**LISTED ENTRIES**

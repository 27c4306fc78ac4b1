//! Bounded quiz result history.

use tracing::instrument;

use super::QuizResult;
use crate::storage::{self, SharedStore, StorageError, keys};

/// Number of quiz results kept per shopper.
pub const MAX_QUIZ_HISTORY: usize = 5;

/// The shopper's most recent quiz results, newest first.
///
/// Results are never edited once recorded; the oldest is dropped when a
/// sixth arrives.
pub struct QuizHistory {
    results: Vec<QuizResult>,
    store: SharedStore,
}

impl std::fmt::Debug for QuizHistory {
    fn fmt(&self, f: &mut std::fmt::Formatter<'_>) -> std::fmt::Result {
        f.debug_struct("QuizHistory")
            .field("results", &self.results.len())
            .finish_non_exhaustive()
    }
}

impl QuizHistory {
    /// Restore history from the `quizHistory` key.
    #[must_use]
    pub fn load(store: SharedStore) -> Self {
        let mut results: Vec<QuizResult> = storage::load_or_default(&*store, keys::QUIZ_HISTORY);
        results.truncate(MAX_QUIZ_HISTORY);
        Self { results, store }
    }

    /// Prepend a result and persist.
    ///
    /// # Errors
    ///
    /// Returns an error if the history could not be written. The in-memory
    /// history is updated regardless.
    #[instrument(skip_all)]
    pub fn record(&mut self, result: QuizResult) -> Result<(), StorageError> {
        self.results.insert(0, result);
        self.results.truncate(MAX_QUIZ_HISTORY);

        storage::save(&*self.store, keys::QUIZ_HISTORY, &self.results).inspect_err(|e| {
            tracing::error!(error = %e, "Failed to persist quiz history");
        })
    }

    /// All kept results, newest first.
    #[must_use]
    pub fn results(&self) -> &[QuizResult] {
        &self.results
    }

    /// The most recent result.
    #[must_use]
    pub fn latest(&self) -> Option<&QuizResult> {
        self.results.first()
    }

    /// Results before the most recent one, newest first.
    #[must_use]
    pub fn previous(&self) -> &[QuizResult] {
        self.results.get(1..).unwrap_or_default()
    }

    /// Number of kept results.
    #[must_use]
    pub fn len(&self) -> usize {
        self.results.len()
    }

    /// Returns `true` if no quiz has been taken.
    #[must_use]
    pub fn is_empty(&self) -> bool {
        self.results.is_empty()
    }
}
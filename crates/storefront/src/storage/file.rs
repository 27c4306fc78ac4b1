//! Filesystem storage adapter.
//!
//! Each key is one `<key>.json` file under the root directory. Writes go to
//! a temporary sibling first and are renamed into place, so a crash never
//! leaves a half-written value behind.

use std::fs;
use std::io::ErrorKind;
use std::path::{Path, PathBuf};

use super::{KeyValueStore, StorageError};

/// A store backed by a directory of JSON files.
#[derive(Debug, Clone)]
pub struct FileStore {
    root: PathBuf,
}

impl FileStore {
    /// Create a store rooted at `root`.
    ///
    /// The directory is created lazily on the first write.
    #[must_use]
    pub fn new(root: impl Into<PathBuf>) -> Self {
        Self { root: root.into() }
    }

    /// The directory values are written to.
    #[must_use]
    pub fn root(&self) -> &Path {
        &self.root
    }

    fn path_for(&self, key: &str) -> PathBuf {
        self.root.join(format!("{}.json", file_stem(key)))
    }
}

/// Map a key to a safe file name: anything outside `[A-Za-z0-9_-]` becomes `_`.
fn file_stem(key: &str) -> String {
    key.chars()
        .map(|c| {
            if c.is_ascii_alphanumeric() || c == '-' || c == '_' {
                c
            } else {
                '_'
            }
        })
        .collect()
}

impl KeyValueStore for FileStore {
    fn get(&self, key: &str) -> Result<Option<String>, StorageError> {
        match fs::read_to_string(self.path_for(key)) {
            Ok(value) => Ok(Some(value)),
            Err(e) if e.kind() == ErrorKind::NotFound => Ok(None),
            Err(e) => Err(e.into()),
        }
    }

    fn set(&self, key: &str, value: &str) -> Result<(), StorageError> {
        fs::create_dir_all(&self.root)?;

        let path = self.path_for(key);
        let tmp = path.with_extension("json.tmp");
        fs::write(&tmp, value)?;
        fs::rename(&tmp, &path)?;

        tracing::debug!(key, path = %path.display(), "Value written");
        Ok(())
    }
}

---

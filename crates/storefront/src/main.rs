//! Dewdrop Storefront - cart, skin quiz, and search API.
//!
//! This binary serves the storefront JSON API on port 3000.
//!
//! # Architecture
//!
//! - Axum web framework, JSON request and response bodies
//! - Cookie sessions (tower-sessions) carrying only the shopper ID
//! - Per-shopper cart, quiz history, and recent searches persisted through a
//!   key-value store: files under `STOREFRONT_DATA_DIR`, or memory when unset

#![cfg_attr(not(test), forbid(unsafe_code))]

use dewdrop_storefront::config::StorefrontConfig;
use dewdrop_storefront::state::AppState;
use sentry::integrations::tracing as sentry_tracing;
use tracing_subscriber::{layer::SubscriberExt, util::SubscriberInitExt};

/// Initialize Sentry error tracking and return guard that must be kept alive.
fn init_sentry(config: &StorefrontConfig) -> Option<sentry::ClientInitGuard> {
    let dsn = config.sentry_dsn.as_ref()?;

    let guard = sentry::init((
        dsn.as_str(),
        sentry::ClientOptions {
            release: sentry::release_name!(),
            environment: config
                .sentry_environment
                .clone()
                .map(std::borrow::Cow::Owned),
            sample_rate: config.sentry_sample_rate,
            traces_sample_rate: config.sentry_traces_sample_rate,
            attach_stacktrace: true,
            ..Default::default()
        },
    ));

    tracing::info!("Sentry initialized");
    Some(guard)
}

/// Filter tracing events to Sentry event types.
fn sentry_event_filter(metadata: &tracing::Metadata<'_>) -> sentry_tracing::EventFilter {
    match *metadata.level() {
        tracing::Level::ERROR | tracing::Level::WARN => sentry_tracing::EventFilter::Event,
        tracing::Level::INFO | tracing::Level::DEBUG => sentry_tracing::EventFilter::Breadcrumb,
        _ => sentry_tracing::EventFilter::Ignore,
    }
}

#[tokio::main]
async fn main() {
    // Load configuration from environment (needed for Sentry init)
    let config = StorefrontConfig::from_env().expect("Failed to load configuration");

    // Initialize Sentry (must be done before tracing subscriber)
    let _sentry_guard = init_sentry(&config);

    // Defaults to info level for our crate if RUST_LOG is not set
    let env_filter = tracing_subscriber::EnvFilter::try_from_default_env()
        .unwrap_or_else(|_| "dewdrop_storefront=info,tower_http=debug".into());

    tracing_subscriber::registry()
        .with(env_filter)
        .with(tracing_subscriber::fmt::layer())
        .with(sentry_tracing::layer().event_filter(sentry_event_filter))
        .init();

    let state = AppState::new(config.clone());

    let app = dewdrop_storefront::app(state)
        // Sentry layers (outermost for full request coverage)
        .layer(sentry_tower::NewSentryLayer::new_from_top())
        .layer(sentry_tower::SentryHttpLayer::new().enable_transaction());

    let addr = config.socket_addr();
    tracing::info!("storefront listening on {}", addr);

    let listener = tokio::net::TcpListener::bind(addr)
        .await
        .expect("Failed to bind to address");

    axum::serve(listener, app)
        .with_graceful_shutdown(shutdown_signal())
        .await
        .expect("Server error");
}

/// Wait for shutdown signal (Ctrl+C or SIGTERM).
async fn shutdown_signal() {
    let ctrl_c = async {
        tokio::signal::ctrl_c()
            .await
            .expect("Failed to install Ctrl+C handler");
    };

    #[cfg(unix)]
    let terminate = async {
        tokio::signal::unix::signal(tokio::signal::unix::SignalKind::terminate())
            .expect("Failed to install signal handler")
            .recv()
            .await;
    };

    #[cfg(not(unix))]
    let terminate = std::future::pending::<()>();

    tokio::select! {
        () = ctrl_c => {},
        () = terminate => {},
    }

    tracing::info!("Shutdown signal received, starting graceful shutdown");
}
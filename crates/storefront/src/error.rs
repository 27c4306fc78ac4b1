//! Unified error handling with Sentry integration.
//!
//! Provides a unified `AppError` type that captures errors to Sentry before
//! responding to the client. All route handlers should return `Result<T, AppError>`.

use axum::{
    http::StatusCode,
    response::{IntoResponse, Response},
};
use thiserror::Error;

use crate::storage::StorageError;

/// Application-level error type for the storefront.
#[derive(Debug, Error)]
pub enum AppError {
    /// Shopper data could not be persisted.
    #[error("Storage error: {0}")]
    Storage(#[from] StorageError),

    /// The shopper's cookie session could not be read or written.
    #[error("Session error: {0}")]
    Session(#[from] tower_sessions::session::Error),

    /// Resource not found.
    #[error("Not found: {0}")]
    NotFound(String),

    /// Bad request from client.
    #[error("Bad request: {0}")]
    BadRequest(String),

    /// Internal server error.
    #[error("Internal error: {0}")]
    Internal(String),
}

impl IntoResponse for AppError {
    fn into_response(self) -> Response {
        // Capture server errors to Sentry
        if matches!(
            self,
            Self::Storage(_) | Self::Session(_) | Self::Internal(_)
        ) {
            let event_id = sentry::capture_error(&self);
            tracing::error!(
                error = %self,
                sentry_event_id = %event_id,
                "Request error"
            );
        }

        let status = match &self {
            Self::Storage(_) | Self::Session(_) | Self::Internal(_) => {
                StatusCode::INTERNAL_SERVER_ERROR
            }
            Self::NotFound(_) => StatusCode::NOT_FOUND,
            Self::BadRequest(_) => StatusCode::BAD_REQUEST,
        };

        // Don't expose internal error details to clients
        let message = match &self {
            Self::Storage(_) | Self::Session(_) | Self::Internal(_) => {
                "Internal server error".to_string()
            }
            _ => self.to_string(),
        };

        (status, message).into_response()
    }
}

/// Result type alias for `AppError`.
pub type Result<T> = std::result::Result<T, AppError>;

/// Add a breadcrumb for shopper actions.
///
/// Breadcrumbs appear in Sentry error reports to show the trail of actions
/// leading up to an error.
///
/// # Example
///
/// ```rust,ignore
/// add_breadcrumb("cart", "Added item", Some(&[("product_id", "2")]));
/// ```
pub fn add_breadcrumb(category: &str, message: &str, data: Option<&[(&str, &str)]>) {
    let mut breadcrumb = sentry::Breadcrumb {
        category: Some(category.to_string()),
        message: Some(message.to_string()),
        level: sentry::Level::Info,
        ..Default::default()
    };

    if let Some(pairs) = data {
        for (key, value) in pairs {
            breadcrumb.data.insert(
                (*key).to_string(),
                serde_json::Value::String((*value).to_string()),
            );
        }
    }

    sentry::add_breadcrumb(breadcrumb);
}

**THE PROBLEM**
Search the data above for the word "first", then gather each line in which it appears.

**OUTPUT OF THE EXERCISE**
/// The shopper's most recent quiz results, newest first.
    /// All kept results, newest first.
        self.results.first()
    /// Results before the most recent one, newest first.
//! a temporary sibling first and are renamed into place, so a crash never
    /// The directory is created lazily on the first write.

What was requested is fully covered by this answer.